Gamesmanship happens in sports all the time. From baseball teams stealing the catcher’s signs for pitches to icing the kicker before a big field goal. It’s all allowed and its to try and gain an advantage over the other team. But there is one thing that has seen its use brought up again in recent weeks, and that is players faking an injury in football to stop the clock. It happened last week when Ole Miss was playing Kentucky. Ole Miss running back Matt Jones suddenly went down, and videos showed Jaxson Dart, the Ole Miss quarterback, seemingly told Jones to go down right before he did.
Max Kant, a former assistant high school coach for Lutheran High Northeast for over a decade, said that he thinks there needs to be something done to stop it.
“I’ve never been a fan of it,” Kant said. “I understand in today’s game we need to treat all injuries seriously, but you see some of these guys and it makes you think, ‘Are you really hurt here?’ because a player will be down for 30 or 40 seconds and then he gets up and jogs off and is back in the next play. After two or three injuries, teams should be assessed a timeout and if it continues, then there should be a penalty.”
Back in 2013, Chicago Bear Hall of Fame linebacker Brain Urlacher told ESPN that the Bears had a designated ‘dive guy’ who would get a signal from a coach and would get hurt. He said they would do this to slow down high-powered, up-tempo offenses.

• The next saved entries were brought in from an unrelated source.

use crate::config::Config;
use crate::core::error::ValidationError;
use crate::model::AnalysisResult;
use crate::transform::DashboardView;
use log::{debug, error, info, warn};
use std::path::Path;

/// Initialize the logger with appropriate level based on verbosity
pub fn init_logger(verbose: bool, quiet: bool) {
    let level = if quiet {
        log::LevelFilter::Off
    } else if verbose {
        log::LevelFilter::Debug
    } else {
        log::LevelFilter::Warn
    };

    // A second initialization in the same process is a no-op
    let _ = env_logger::Builder::from_default_env()
        .filter_level(level)
        .format_timestamp(None)
        .format_module_path(false)
        .format_target(false)
        .try_init();

    debug!("Logger initialized with level: {level:?}");
}

/// Log configuration information
pub fn log_config_info(config: &Config) {
    let style = config.style();
    let output_format = config.output_format.as_deref().unwrap_or("text");
    let report_format = config.report_format.as_deref().unwrap_or("json");

    info!("Configuration: format={output_format}, report_format={report_format}");
    info!(
        "Style: palette={} colors, {} metric styles, default={}",
        style.palette.len(),
        style.metric_styles.len(),
        style.default_style
    );
    if let Some(ref path) = config.html_dashboard_path {
        debug!("  dashboard -> {path}");
    }
    if let Some(ref path) = config.report_path {
        debug!("  report -> {path}");
    }
}

/// Log a freshly produced analysis result
pub fn log_analysis_loaded(engine: &str, result: &AnalysisResult) {
    info!(
        "Loaded analysis from {engine} engine: resume={}, communication={}, readability={}",
        result.resume_score(),
        result.communication_score(),
        result.readability_score()
    );
    debug!(
        "  {} metrics, {} radar axes, {} categories",
        result.metrics().len(),
        result.radar().len(),
        result.categories().len()
    );
}

/// Log the shape of a built dashboard view
pub fn log_view_built(view: &DashboardView) {
    info!(
        "Built dashboard view: {} cards, {} metrics, {} slices",
        view.summary_cards.len(),
        view.metric_cards.len(),
        view.category_slices.len()
    );
    for slice in &view.category_slices {
        debug!(
            "  {} -> {}% (color {})",
            slice.category_name, slice.percent, slice.color_index
        );
    }
}

/// Log a rejected analysis result
pub fn log_validation_failure(err: &ValidationError) {
    warn!("❌ Analysis result rejected: {err}");
}

/// Log a written output file
pub fn log_report_written<P: AsRef<Path>>(kind: &str, path: P) {
    info!("✅ Wrote {kind} to {}", path.as_ref().display());
}

/// Log error information
pub fn log_error(message: &str, source: Option<&dyn std::error::Error>) {
    match source {
        Some(err) => error!("{message}: {err}"),
        None => error!("{message}"),
    }
}

/// Log warning information
pub fn log_warning(message: &str) {
    warn!("{message}");
}

#[cfg(test)]
mod tests {
    use super::*;
    use crate::engine::{AnalysisEngine, SampleEngine};
    use std::io;

    #[test]
    fn test_logger_initialization_is_repeatable() {
        init_logger(true, false);
        init_logger(false, true);
        init_logger(false, false);
    }

    #[test]
    fn test_log_config_info() {
        log_config_info(&Config::default());
        log_config_info(&Config {
            html_dashboard_path: Some("dashboard.html".to_string()),
            report_path: Some("report.json".to_string()),
            palette: Some(vec!["#000000".to_string()]),
            ..Default::default()
        });
    }

    #[test]
    fn test_log_analysis_and_view() {
        let result = SampleEngine.analyze().unwrap();
        log_analysis_loaded("sample", &result);
        log_view_built(&DashboardView::build(&result, 5).unwrap());
    }

    #[test]
    fn test_log_failures_and_outputs() {
        log_validation_failure(&ValidationError::EmptyDistribution);
        log_report_written("dashboard", "dashboard.html");
        log_error("Test error", None);
        let io_error = io::Error::new(io::ErrorKind::NotFound, "missing");
        log_error("With source", Some(&io_error));
        log_warning("Test warning");
    }
}
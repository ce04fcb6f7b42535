use rustc_hash::FxHashSet;
use serde::{Deserialize, Serialize};

use crate::core::constants::{radar, scores};
use crate::core::error::ValidationError;
use crate::model::record::{RadarAxisRecord, checked_score};

/// One competency axis of the radar chart
#[derive(Debug, Clone, PartialEq, Eq, Serialize, Deserialize)]
#[serde(try_from = "RadarAxisRecord")]
pub struct RadarAxis {
    #[serde(rename = "axis")]
    name: String,
    score: u32,
}

impl RadarAxis {
    pub fn new<S: Into<String>>(name: S, score: u32) -> Result<Self, ValidationError> {
        let axis = Self {
            name: name.into(),
            score,
        };
        axis.validate()?;
        Ok(axis)
    }

    pub fn name(&self) -> &str {
        &self.name
    }

    pub fn score(&self) -> u32 {
        self.score
    }

    fn validate(&self) -> Result<(), ValidationError> {
        if self.name.trim().is_empty() {
            return Err(ValidationError::EmptyAxisName);
        }
        if self.score > scores::MAX_SCORE {
            return Err(ValidationError::ScoreOutOfRange {
                field: self.name.clone(),
                score: i64::from(self.score),
            });
        }
        Ok(())
    }
}

impl TryFrom<RadarAxisRecord> for RadarAxis {
    type Error = ValidationError;

    fn try_from(record: RadarAxisRecord) -> Result<Self, Self::Error> {
        let score = checked_score(&record.axis, record.score)?;
        Self::new(record.axis, score)
    }
}

/// Competency scores on a common 0-100 scale, in insertion order.
///
/// Axis order is significant: charts of different resumes are only
/// comparable when their axes are drawn in the same order, so nothing
/// here ever sorts the axes.
#[derive(Debug, Clone, PartialEq, Eq, Serialize, Deserialize)]
#[serde(try_from = "Vec<RadarAxis>", into = "Vec<RadarAxis>")]
pub struct RadarProfile {
    axes: Vec<RadarAxis>,
}

impl RadarProfile {
    /// Create a profile from at least three uniquely named axes.
    ///
    /// # Examples
    /// ```
    /// use resumeboard::model::{RadarAxis, RadarProfile};
    ///
    /// let axes = vec![
    ///     RadarAxis::new("Communication", 85).unwrap(),
    ///     RadarAxis::new("Technical", 92).unwrap(),
    ///     RadarAxis::new("Confidence", 82).unwrap(),
    /// ];
    /// let profile = RadarProfile::new(axes).unwrap();
    /// assert_eq!(profile.len(), 3);
    /// ```
    pub fn new(axes: Vec<RadarAxis>) -> Result<Self, ValidationError> {
        let profile = Self { axes };
        profile.validate()?;
        Ok(profile)
    }

    /// Build a profile from `(name, score)` pairs
    pub fn from_pairs<I, S>(pairs: I) -> Result<Self, ValidationError>
    where
        I: IntoIterator<Item = (S, u32)>,
        S: Into<String>,
    {
        let axes = pairs
            .into_iter()
            .map(|(name, score)| RadarAxis::new(name, score))
            .collect::<Result<Vec<_>, _>>()?;
        Self::new(axes)
    }

    pub fn axes(&self) -> &[RadarAxis] {
        &self.axes
    }

    pub fn len(&self) -> usize {
        self.axes.len()
    }

    /// Always false for a validated profile
    pub fn is_empty(&self) -> bool {
        self.axes.is_empty()
    }

    pub fn validate(&self) -> Result<(), ValidationError> {
        if self.axes.len() < radar::MIN_AXES {
            return Err(ValidationError::TooFewAxes {
                found: self.axes.len(),
                required: radar::MIN_AXES,
            });
        }

        let mut seen = FxHashSet::default();
        for axis in &self.axes {
            axis.validate()?;
            if !seen.insert(axis.name()) {
                return Err(ValidationError::DuplicateAxis(axis.name().to_string()));
            }
        }
        Ok(())
    }
}

impl TryFrom<Vec<RadarAxis>> for RadarProfile {
    type Error = ValidationError;

    fn try_from(axes: Vec<RadarAxis>) -> Result<Self, Self::Error> {
        Self::new(axes)
    }
}

impl From<RadarProfile> for Vec<RadarAxis> {
    fn from(profile: RadarProfile) -> Self {
        profile.axes
    }
}
//! Color and formatting utilities for terminal output

use crate::core::constants::style;

pub struct Colors;

impl Colors {
    pub const RESET: &'static str = "\x1b[0m";
    pub const BOLD: &'static str = "\x1b[1m";
    pub const DIM: &'static str = "\x1b[2m";

    pub const BRIGHT_RED: &'static str = "\x1b[91m";
    pub const BRIGHT_GREEN: &'static str = "\x1b[92m";
    pub const BRIGHT_YELLOW: &'static str = "\x1b[93m";
    pub const BRIGHT_BLUE: &'static str = "\x1b[94m";
    pub const BRIGHT_MAGENTA: &'static str = "\x1b[95m";
    pub const BRIGHT_CYAN: &'static str = "\x1b[96m";
    pub const BRIGHT_WHITE: &'static str = "\x1b[97m";
}

/// Apply color to text if terminal supports it
pub fn colorize(text: &str, color: &str) -> String {
    if supports_formatting() {
        format!("{}{}{}", color, text, Colors::RESET)
    } else {
        text.to_string()
    }
}

/// Color for a 0-100 score: good, fair or poor
pub fn score_color(score: u32) -> &'static str {
    if score >= style::GOOD_SCORE {
        Colors::BRIGHT_GREEN
    } else if score >= style::FAIR_SCORE {
        Colors::BRIGHT_YELLOW
    } else {
        Colors::BRIGHT_RED
    }
}

/// Terminal color for a metric style token
pub fn token_color(token: &str) -> &'static str {
    match token {
        "success" => Colors::BRIGHT_GREEN,
        "info" => Colors::BRIGHT_BLUE,
        "accent" | "muted" => Colors::BRIGHT_MAGENTA,
        "warning" | "highlight" => Colors::BRIGHT_YELLOW,
        "error" => Colors::BRIGHT_RED,
        _ => Colors::BRIGHT_WHITE,
    }
}

/// Terminal capability detection
pub fn supports_formatting() -> bool {
    use std::env;
    use std::io::IsTerminal;

    // Check if colors are explicitly disabled
    if env::var("NO_COLOR").is_ok() || env::var("FORCE_COLOR").as_deref() == Ok("0") {
        return false;
    }

    if env::var("FORCE_COLOR").is_ok() {
        return true;
    }

    // Disable formatting when running tests
    if cfg!(test) || env::var("RUST_TEST_TIME_UNIT").is_ok() {
        return false;
    }

    if !std::io::stdout().is_terminal() {
        return false;
    }

    if let Ok(term) = env::var("TERM") {
        if term == "dumb" || term.is_empty() {
            return false;
        }

        if term.contains("color")
            || term.contains("256")
            || term.starts_with("xterm")
            || term.starts_with("screen")
            || term.starts_with("tmux")
            || term == "linux"
        {
            return true;
        }
    }

    if let Ok(term_program) = env::var("TERM_PROGRAM") {
        match term_program.as_str() {
            "Apple_Terminal" | "iTerm.app" | "vscode" | "Hyper" | "Alacritty" | "kitty"
            | "WezTerm" => return true,
            _ => {}
        }
    }

    false
}
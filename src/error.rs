
use std::io;

use thiserror::Error;

// The three protocol-level variants are deliberately distinct: a timed-out
// query can be retried as-is, but after a framing error the byte stream is no
// longer aligned and the caller should clear the device before trying again.
#[derive(Debug, Error)]
pub enum ScopeError {

	#[error("malformed block header: {0}")]
	Framing(String),

	#[error("timed out while {0}")]
	Timeout(&'static str),

	#[error("unexpected response shape: {0}")]
	Shape(String),

	#[error("unable to parse instrument reply: {0}")]
	Parse(String),

	#[error("channel {0} out of range, this scope has channels 1 through 4")]
	Channel(u8),

	#[error("value {value} out of range for {what} (allowed {min} to {max})")]
	Range { what:&'static str, value:f64, min:f64, max:f64 },

	#[error("device error: {0}")]
	Device(String),

	#[error(transparent)]
	Io(#[from] io::Error),

	#[error(transparent)]
	Csv(#[from] csv::Error),

}

pub type Result<T> = std::result::Result<T, ScopeError>;
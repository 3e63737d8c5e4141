
extern crate dsoxctl;
extern crate env_logger;

use std::env;
use std::fs;

use dsoxctl::config::SessionConfig;
use dsoxctl::devices::dsox1000::DSOX1000;

pub fn main() -> dsoxctl::Result<()> {

	env_logger::init();

	let addr:String = env::args().nth(1).unwrap_or_else(|| "192.168.2.10:5025".to_string());
	let png_path:String = env::args().nth(2).unwrap_or_else(|| "./screenshot.png".to_string());

	let session = SessionConfig::single(&addr).connect()?;
	let mut scope = DSOX1000::new(session)?;

	let png:Vec<u8> = scope.screenshot_png()?;
	fs::write(&png_path, &png)?;

	println!("Saved {} bytes to {}", png.len(), png_path);

	Ok(())
}
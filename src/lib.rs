
// Framing for IEEE-488.2 definite-length binary blocks, the one stateful part of the protocol
pub mod block;

// Connection settings, including the ordered list of endpoints to try
pub mod config;

// Byte-oriented instrument sessions: the Session trait plus TCP and loopback implementations
pub mod session;

// Conversion of raw sample codes into physical time/voltage values using the instrument's preamble
pub mod waveform;

// Parsing and formatting of operator-entered values like "10ms" or "500mV"
pub mod units;

// Module for devices controlled through these sessions
pub mod devices;

// Shared error type for sessions, framing, and decoding
pub mod error;

pub use error::{Result, ScopeError};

Just a couple years ago during the 2022 season, NBC Sports reported that the NFL fined five teams through the first 13 weeks of the season. There had been extensive talks about this issue during the league meeting with owners in March, and then teams were reminded of it before training camps that season. On December 2, 2022, the NFL sent a memo to all its teams, that was obtained by Pro Football Talk, which said that it had noticed teams attempting to do this and referenced its policy on faking injuries. If a team or player or coach is caught, they can be fined anywhere from $50,000 to $350,000.
Students who are pursuing a coaching endorsement said it slows the game down even more than it already is, and it ruins the integrity of the game. Injuries are supposed to be taken seriously, but when a team has six or seven or eight players go down, and then they come right back in after sitting out a play, it just doesn’t look right, according to the students. When a player normally gets hurt and goes off the field, the crowd will applaud him. But as this happens more and more, fans become less and less sympathetic towards the players.